Library Book Pick

Library of Small Catastrophes

By Alison C. Rollins

Alison C. Rollins’s 2019 debut collection reads like a cabinet of wonders—a book that feels, page by page, like stepping into a reading room of the mind. Drawing from Jorge Luis Borges’s fascination with libraries, Rollins treats the archive not as a neutral repository but as a living, volatile terrain where memory, history, belief, and the body collide.

As a library worker in my final semester of my Master’s of Library and Information Sciences program, I was especially struck by Rollins’s interrogation of classification and order. In one poem, she addresses the Dewey Decimal System directly, asking, “How will I organize all the bodies?” Cataloging becomes an ethical problem rather than a technical one, exposing the limits of systems built on bias, designed to return things “back to where they belong.” The realities of the human condition, of grief, faith, desire, race, and violence, refuse containment, insisting instead on mess, overlap, and contradiction.

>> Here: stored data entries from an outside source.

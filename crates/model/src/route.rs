use chrono::{DateTime, TimeZone, Utc};
use schemars::JsonSchema;
use serde::{Deserialize, Serialize};
use utility::id::{HasId, Id};

use crate::{ExampleData, Position, DEFAULT_PACE};

/// Easing tag of a segment. It is stored and passed along, but playback is
/// always linear in time and distance.
#[derive(Debug, Clone, Copy, Default, PartialEq, Eq, Serialize, Deserialize, JsonSchema)]
#[serde(rename_all = "camelCase")]
pub enum Easing {
    #[default]
    Linear,
    EaseInOut,
    EaseIn,
    EaseOut,
}

/// One leg of a route.
#[serde_with::skip_serializing_none]
#[derive(Debug, Clone, Serialize, Deserialize, JsonSchema)]
#[serde(rename_all = "camelCase")]
pub struct Segment {
    pub id: Id<Segment>,
    #[serde(default)]
    pub label: String,
    /// `[longitude, latitude]` pairs.
    #[serde(default)]
    pub points: Vec<Position>,
    /// Minutes per kilometer.
    pub pace: Option<f64>,
    /// Pause after the segment in milliseconds. Negative or non-finite values
    /// count as no pause.
    #[serde(default)]
    pub dwell_ms: f64,
    #[serde(default)]
    pub easing: Easing,
}

impl HasId for Segment {
    type IdType = String;
}

impl Segment {
    pub fn new(id: impl Into<String>, points: Vec<Position>) -> Self {
        Self {
            id: Id::new(id.into()),
            label: String::new(),
            points,
            pace: Some(DEFAULT_PACE),
            dwell_ms: 0.0,
            easing: Easing::Linear,
        }
    }

    pub fn with_label(mut self, label: impl Into<String>) -> Self {
        self.label = label.into();
        self
    }

    pub fn with_pace(mut self, pace: f64) -> Self {
        self.pace = Some(pace);
        self
    }

    pub fn with_dwell_ms(mut self, dwell_ms: f64) -> Self {
        self.dwell_ms = dwell_ms;
        self
    }

    pub fn with_easing(mut self, easing: Easing) -> Self {
        self.easing = easing;
        self
    }

    /// The pace used for timing: absent, zero, negative or non-finite paces
    /// fall back to `DEFAULT_PACE`.
    pub fn effective_pace(&self) -> f64 {
        match self.pace {
            Some(pace) if pace.is_finite() && pace > 0.0 => pace,
            _ => DEFAULT_PACE,
        }
    }

    /// The dwell used for timing, never negative.
    pub fn effective_dwell_ms(&self) -> f64 {
        if self.dwell_ms.is_finite() && self.dwell_ms > 0.0 {
            self.dwell_ms
        } else {
            0.0
        }
    }

    /// Speed in meters per second derived from the effective pace.
    pub fn speed_mps(&self) -> f64 {
        1000.0 / (self.effective_pace() * 60.0)
    }
}

/// An authored route (called scenario by the authoring layer).
#[serde_with::skip_serializing_none]
#[derive(Debug, Clone, Serialize, Deserialize, JsonSchema)]
#[serde(rename_all = "camelCase")]
pub struct Route {
    pub id: Id<Route>,
    pub name: String,
    pub description: Option<String>,
    #[serde(default)]
    pub segments: Vec<Segment>,
    #[serde(with = "chrono::serde::ts_milliseconds", default = "epoch")]
    #[schemars(with = "i64")]
    pub created_at: DateTime<Utc>,
    #[serde(with = "chrono::serde::ts_milliseconds", default = "epoch")]
    #[schemars(with = "i64")]
    pub updated_at: DateTime<Utc>,
}

impl HasId for Route {
    type IdType = String;
}

fn epoch() -> DateTime<Utc> {
    DateTime::<Utc>::UNIX_EPOCH
}

impl Route {
    pub fn new(id: impl Into<String>, name: impl Into<String>, segments: Vec<Segment>) -> Self {
        Self {
            id: Id::new(id.into()),
            name: name.into(),
            description: None,
            segments,
            created_at: epoch(),
            updated_at: epoch(),
        }
    }
}

impl ExampleData for Route {
    fn example_data() -> Self {
        let timestamp = Utc
            .timestamp_millis_opt(1_735_689_600_000)
            .single()
            .unwrap_or_else(epoch);
        Self {
            id: Id::from("westlake-loop"),
            name: "West Lake morning run".to_owned(),
            description: Some("5 km paced loop from Broken Bridge to Su Causeway".to_owned()),
            segments: vec![
                Segment::new(
                    "seg-whitecauseway",
                    vec![
                        [120.158062, 30.26021],
                        [120.159812, 30.261655],
                        [120.161702, 30.26282],
                        [120.164181, 30.263863],
                    ],
                )
                .with_label("Broken Bridge -> Bai Causeway")
                .with_pace(6.0)
                .with_easing(Easing::EaseInOut),
                Segment::new(
                    "seg-sudi",
                    vec![
                        [120.164181, 30.263863],
                        [120.161345, 30.258998],
                        [120.158423, 30.254901],
                        [120.155352, 30.251244],
                    ],
                )
                .with_label("Bai Causeway -> Su Causeway")
                .with_pace(5.5)
                .with_dwell_ms(15_000.0)
                .with_easing(Easing::EaseOut),
            ],
            created_at: timestamp,
            updated_at: timestamp,
        }
    }
}
pub mod base_url;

Throughout the collection, Rollins represents art as an act of endurance—something made in the midst of fear, anger, and loss. Love becomes a chosen vulnerability; memory a force with its own gravity. The poems move between personal and collective catastrophe, reminding us that “memory is an art form / forgetting is a science / poems are the living dead.” Poetry, in all its haunting, ethereal glory, resides precisely in this precarious space between preservation and disappearance.

Library of Small Catastrophes ultimately asks what it means to move into the future while carrying the weight of the past—and still choose to make art. It is fitting that, like the best libraries, this collection does not offer easy answers, but instead teaches us how to hold complexity and contradiction, how to question the systems that shape our world, and, perhaps most importantly, how to read with care.

“A blind poet takes up the pen 
in the same way the sun eats fire. Self-destruction a form 
of craft, an illustration of what a stanza can withstand. 
All religion is art. Art is pain suffered and outlived.”